Entries taken from a collection

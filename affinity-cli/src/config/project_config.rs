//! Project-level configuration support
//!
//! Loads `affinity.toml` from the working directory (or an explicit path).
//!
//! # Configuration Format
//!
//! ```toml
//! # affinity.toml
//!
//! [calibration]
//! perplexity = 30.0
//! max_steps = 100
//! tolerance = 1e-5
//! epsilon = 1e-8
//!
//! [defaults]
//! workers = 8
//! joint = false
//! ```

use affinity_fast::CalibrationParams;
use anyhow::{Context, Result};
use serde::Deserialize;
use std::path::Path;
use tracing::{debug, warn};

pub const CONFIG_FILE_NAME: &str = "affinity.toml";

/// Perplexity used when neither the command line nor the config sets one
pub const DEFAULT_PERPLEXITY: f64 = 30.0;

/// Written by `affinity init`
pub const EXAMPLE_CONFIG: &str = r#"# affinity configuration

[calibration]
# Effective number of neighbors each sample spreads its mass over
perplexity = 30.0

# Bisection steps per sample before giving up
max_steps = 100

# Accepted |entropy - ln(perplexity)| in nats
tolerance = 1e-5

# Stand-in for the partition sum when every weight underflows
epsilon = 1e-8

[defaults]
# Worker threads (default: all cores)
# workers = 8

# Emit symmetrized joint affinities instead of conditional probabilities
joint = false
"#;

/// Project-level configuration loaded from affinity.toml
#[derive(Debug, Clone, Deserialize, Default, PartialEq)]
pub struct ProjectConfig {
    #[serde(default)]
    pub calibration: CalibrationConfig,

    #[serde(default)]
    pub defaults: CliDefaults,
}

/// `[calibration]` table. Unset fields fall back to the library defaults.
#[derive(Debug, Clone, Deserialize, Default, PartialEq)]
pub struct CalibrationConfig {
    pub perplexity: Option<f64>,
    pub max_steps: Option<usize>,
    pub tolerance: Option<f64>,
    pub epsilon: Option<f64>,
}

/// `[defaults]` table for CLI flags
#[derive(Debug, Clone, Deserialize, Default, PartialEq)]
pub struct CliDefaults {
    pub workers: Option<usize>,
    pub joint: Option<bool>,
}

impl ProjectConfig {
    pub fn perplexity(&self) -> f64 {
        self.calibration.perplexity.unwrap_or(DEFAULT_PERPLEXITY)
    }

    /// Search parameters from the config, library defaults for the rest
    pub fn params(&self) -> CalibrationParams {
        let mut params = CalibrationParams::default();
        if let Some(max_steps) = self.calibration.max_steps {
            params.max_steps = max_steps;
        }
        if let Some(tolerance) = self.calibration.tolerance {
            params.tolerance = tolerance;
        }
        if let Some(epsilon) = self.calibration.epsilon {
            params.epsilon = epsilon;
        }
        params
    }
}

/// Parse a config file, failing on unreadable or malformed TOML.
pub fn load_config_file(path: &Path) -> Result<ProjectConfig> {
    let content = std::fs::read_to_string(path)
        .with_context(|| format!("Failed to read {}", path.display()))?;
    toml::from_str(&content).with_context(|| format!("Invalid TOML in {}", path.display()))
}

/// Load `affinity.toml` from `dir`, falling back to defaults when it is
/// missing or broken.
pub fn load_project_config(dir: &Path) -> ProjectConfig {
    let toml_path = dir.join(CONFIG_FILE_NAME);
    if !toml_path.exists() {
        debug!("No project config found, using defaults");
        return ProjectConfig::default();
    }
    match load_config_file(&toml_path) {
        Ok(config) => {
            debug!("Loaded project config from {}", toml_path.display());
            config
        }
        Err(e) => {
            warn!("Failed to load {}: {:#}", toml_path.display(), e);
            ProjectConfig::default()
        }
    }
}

**Exercise:**
Using the entries above, output exactly the lines between the line holding "loaded from affinity.toml" and the line holding "let toml_path = dir.join(CONFIG_FILE_NAME);", end lines included, and nothing more.

**Response:**
/// Project-level configuration loaded from affinity.toml
#[derive(Debug, Clone, Deserialize, Default, PartialEq)]
pub struct ProjectConfig {
    #[serde(default)]
    pub calibration: CalibrationConfig,

    #[serde(default)]
    pub defaults: CliDefaults,
}

/// `[calibration]` table. Unset fields fall back to the library defaults.
#[derive(Debug, Clone, Deserialize, Default, PartialEq)]
pub struct CalibrationConfig {
    pub perplexity: Option<f64>,
    pub max_steps: Option<usize>,
    pub tolerance: Option<f64>,
    pub epsilon: Option<f64>,
}

/// `[defaults]` table for CLI flags
#[derive(Debug, Clone, Deserialize, Default, PartialEq)]
pub struct CliDefaults {
    pub workers: Option<usize>,
    pub joint: Option<bool>,
}

impl ProjectConfig {
    pub fn perplexity(&self) -> f64 {
        self.calibration.perplexity.unwrap_or(DEFAULT_PERPLEXITY)
    }

    /// Search parameters from the config, library defaults for the rest
    pub fn params(&self) -> CalibrationParams {
        let mut params = CalibrationParams::default();
        if let Some(max_steps) = self.calibration.max_steps {
            params.max_steps = max_steps;
        }
        if let Some(tolerance) = self.calibration.tolerance {
            params.tolerance = tolerance;
        }
        if let Some(epsilon) = self.calibration.epsilon {
            params.epsilon = epsilon;
        }
        params
    }
}

/// Parse a config file, failing on unreadable or malformed TOML.
pub fn load_config_file(path: &Path) -> Result<ProjectConfig> {
    let content = std::fs::read_to_string(path)
        .with_context(|| format!("Failed to read {}", path.display()))?;
    toml::from_str(&content).with_context(|| format!("Invalid TOML in {}", path.display()))
}

/// Load `affinity.toml` from `dir`, falling back to defaults when it is
/// missing or broken.
pub fn load_project_config(dir: &Path) -> ProjectConfig {
    let toml_path = dir.join(CONFIG_FILE_NAME);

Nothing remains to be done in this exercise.